*** Opening of Task input ***

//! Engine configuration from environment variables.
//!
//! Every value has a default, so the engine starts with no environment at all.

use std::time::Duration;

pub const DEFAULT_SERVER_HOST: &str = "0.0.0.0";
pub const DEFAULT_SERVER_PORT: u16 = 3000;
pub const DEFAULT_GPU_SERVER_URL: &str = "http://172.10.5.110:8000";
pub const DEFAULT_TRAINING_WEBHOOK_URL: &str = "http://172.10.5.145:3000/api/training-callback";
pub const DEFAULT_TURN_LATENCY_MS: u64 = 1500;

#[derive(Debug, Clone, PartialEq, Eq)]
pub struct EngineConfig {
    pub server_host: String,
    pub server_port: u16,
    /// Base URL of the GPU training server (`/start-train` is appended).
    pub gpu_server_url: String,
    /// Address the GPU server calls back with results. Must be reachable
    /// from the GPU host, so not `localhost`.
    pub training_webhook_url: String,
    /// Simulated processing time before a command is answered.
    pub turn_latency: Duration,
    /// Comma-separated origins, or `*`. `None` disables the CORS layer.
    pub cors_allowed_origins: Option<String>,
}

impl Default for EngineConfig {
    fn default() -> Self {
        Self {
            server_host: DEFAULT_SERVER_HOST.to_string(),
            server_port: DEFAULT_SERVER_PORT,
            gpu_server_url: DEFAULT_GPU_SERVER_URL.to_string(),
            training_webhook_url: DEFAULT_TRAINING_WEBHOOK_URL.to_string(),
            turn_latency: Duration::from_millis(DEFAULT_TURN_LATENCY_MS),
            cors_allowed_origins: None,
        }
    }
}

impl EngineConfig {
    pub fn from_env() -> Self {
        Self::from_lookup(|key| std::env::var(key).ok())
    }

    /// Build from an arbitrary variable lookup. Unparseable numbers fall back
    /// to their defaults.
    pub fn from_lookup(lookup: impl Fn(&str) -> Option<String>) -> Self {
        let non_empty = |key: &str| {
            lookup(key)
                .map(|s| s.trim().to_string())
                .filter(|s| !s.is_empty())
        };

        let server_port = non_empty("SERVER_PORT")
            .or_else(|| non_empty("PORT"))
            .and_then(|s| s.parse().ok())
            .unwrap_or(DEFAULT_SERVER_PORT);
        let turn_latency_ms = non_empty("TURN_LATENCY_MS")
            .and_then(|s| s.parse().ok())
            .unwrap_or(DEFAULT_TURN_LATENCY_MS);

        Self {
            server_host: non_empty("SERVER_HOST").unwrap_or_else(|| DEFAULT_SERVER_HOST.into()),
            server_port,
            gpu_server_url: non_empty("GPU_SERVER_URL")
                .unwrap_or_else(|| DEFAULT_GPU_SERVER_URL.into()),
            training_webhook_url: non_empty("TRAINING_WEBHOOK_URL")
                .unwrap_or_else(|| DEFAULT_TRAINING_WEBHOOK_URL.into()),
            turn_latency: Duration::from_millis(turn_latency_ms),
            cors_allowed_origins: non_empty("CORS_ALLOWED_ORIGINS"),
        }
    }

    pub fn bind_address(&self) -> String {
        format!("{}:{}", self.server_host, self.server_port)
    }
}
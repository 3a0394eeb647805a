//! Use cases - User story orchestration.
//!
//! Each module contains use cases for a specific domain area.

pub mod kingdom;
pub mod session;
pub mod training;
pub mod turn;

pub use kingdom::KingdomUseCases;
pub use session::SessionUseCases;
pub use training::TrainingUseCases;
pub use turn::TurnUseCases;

*** Close of Task input ***

Task objective: Show all lines above that contain "environment".

Answer box:
//! Engine configuration from environment variables.
//! Every value has a default, so the engine starts with no environment at all.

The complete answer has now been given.